→ **Task objective**: Go through the data and count the lines holding the string "info". Write only the number.

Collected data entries
Start of Block

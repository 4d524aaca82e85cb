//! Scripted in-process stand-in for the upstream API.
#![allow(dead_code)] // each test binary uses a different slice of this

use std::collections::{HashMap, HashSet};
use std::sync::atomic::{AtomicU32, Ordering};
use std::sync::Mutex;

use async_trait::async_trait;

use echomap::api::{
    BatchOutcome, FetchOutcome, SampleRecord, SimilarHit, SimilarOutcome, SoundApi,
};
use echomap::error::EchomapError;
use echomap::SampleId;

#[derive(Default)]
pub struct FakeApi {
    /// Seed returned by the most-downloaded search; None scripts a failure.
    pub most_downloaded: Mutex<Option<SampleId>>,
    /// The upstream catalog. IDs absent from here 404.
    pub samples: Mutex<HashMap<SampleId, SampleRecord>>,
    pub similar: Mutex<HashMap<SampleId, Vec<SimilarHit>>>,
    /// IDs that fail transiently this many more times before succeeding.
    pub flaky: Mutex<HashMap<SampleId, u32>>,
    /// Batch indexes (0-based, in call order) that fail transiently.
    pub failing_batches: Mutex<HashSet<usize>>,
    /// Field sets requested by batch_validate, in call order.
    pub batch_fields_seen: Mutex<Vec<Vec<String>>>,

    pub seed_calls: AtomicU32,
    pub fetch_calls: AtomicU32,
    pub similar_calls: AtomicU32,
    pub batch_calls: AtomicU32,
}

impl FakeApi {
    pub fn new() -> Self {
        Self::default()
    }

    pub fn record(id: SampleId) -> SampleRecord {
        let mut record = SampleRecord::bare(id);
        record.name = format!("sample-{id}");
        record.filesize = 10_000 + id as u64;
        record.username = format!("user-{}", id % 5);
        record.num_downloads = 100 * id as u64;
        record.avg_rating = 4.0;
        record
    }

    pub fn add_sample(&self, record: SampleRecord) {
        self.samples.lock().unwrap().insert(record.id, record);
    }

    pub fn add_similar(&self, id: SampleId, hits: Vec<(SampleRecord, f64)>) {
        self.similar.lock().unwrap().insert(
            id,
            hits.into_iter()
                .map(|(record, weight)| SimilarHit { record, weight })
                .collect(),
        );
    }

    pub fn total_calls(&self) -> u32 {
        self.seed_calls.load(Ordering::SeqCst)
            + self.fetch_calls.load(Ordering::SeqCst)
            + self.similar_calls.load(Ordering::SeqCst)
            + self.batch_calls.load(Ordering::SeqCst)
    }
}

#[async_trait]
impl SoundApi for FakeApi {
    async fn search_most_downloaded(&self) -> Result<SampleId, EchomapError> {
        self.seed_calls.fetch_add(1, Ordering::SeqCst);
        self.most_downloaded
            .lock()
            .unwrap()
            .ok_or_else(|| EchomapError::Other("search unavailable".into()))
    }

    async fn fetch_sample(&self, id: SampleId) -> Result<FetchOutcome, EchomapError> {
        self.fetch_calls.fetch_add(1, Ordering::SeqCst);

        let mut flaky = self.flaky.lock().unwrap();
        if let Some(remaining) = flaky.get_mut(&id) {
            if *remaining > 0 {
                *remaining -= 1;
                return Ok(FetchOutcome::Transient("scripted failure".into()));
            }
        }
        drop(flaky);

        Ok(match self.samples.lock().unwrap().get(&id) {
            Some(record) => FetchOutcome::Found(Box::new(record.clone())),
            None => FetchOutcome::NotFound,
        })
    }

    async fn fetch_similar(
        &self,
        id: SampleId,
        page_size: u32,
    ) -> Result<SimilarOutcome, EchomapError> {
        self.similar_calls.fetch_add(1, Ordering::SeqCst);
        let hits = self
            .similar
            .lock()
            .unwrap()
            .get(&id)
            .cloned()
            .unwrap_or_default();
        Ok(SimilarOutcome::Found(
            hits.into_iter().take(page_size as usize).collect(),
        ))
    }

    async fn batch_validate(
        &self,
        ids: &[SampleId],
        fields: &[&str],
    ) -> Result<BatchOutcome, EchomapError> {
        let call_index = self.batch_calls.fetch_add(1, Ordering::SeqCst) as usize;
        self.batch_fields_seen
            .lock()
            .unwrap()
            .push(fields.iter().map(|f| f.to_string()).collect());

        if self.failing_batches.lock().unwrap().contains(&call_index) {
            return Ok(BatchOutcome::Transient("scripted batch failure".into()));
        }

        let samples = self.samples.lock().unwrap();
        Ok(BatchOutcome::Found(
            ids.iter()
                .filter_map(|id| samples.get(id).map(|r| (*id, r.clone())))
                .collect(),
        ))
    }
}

End of Block
Start of Block

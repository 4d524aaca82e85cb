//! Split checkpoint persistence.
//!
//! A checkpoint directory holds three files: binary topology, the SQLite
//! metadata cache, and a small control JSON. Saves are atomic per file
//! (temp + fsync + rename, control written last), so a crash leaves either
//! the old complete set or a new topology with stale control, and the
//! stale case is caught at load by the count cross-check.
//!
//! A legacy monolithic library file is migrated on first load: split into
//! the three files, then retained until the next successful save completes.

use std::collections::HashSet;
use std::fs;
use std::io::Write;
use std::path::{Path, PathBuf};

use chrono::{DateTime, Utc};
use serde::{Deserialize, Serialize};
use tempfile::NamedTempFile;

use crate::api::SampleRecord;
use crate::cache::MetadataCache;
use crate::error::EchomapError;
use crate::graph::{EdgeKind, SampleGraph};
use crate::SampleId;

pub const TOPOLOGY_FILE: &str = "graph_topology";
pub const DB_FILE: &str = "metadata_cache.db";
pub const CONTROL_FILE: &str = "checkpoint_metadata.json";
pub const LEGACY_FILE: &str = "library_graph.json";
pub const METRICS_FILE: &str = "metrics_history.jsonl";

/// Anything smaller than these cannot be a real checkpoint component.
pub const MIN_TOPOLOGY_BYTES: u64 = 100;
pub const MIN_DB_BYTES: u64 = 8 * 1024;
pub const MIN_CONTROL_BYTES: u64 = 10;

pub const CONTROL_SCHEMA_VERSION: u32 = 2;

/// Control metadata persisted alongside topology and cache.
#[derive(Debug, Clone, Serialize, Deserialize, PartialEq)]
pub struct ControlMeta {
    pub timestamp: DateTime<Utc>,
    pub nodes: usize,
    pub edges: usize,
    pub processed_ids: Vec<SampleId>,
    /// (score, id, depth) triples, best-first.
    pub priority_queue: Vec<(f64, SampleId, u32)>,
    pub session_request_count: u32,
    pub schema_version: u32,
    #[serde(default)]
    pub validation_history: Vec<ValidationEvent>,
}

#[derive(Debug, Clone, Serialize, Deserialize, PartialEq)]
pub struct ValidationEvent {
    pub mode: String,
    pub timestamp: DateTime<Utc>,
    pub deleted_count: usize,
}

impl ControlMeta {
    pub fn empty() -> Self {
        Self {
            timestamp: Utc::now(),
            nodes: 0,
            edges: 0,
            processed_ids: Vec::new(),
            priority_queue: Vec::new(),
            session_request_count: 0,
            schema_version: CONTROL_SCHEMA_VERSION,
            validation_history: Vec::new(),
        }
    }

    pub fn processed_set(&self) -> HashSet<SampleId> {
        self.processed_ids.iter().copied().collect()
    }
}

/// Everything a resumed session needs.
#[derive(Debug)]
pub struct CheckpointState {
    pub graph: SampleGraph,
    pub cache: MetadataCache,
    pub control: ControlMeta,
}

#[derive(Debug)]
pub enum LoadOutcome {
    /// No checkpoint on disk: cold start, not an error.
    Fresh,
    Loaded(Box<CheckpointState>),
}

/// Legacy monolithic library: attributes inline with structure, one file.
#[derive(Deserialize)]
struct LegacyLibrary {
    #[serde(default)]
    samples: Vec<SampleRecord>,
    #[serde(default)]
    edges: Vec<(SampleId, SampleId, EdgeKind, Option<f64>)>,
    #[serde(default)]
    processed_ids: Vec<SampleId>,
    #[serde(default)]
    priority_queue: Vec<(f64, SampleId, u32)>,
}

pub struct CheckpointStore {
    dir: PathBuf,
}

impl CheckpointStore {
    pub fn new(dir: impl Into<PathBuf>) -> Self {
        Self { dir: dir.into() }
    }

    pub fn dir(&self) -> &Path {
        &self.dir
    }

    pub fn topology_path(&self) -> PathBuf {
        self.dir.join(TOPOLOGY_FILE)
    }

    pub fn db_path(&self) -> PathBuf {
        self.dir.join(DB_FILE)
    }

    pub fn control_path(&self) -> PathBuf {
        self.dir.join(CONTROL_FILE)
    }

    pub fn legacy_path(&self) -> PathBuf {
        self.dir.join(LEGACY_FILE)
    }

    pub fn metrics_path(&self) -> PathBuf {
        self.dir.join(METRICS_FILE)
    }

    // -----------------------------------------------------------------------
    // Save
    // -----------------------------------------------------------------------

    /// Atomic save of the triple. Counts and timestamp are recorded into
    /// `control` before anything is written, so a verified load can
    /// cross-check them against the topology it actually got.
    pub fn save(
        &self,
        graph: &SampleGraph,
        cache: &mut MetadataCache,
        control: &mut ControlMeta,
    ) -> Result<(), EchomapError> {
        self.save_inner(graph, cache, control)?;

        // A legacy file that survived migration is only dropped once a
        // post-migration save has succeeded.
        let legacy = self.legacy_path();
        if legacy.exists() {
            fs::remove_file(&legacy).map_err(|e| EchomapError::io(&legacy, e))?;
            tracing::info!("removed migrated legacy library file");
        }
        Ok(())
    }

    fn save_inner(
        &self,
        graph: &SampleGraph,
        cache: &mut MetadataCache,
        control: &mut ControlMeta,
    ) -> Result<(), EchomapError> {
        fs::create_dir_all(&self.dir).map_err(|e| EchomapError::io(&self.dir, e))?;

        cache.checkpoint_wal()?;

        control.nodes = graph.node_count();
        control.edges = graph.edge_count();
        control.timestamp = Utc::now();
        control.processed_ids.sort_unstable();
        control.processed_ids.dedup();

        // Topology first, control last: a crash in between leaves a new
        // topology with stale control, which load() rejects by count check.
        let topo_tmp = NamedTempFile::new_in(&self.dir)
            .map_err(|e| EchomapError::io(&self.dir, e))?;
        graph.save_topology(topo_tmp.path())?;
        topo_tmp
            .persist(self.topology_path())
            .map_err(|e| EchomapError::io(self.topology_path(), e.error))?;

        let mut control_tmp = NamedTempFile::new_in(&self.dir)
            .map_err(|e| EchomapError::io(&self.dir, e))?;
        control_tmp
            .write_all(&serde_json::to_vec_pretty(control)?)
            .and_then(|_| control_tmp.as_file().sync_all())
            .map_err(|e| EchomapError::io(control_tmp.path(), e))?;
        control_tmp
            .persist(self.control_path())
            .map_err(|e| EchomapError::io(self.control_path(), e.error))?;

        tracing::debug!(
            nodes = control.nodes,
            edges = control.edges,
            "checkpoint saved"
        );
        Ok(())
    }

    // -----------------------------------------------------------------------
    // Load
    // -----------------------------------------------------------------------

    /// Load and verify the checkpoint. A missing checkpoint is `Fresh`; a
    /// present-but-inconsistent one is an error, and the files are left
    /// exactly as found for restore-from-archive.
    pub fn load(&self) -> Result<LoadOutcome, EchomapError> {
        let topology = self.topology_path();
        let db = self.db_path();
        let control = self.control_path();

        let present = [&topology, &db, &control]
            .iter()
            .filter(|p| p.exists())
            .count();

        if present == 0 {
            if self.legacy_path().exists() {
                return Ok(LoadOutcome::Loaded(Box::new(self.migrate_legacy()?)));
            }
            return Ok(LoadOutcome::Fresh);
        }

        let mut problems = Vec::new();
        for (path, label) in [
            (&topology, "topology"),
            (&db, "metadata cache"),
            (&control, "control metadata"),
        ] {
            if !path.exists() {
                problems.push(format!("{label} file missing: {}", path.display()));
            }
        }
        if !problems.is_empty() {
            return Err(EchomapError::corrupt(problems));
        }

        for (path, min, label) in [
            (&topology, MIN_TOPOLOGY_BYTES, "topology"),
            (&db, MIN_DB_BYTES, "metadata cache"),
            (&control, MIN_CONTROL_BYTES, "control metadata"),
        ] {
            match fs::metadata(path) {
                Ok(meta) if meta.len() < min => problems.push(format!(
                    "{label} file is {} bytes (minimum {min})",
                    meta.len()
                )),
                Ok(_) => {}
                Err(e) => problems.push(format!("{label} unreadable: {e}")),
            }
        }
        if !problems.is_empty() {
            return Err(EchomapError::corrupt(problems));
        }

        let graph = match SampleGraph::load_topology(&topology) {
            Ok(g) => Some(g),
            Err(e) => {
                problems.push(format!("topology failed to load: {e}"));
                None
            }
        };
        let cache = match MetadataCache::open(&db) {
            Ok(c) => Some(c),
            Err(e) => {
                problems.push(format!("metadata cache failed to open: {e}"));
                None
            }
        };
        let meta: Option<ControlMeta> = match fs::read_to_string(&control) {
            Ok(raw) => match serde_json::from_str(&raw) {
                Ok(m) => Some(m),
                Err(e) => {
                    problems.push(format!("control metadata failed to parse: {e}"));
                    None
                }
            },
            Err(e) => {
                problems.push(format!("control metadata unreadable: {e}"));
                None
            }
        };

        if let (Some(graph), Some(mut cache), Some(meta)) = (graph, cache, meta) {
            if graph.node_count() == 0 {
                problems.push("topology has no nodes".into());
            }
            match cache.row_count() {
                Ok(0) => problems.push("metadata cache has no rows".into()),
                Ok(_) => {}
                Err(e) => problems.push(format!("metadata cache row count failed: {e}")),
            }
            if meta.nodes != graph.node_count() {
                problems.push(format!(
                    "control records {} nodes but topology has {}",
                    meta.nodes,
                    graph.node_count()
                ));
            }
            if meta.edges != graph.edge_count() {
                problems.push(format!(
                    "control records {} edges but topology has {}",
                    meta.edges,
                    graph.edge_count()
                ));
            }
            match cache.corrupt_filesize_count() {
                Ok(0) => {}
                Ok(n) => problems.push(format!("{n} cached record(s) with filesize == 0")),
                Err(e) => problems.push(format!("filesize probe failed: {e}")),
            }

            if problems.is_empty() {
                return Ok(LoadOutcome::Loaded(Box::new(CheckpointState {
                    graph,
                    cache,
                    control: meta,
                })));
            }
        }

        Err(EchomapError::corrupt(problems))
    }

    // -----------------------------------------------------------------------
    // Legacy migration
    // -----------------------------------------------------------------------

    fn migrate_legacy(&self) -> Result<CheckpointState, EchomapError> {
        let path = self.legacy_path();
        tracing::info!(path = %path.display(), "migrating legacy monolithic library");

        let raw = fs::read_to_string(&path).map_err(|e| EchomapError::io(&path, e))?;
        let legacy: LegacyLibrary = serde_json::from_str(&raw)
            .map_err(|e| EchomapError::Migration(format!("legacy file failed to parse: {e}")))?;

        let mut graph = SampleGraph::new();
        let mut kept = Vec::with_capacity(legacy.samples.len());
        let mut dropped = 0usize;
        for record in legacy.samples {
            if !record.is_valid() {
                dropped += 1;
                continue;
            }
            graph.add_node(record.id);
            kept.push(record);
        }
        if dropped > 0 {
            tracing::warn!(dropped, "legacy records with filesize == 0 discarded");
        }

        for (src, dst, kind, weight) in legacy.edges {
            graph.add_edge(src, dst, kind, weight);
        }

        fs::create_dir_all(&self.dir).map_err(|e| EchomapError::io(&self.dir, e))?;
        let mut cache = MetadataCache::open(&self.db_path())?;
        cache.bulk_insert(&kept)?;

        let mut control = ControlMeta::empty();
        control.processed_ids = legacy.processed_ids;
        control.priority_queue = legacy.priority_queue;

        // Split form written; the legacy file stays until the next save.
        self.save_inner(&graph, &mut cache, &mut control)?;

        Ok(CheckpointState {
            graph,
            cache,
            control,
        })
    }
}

End of Block

→ **Written response**: 2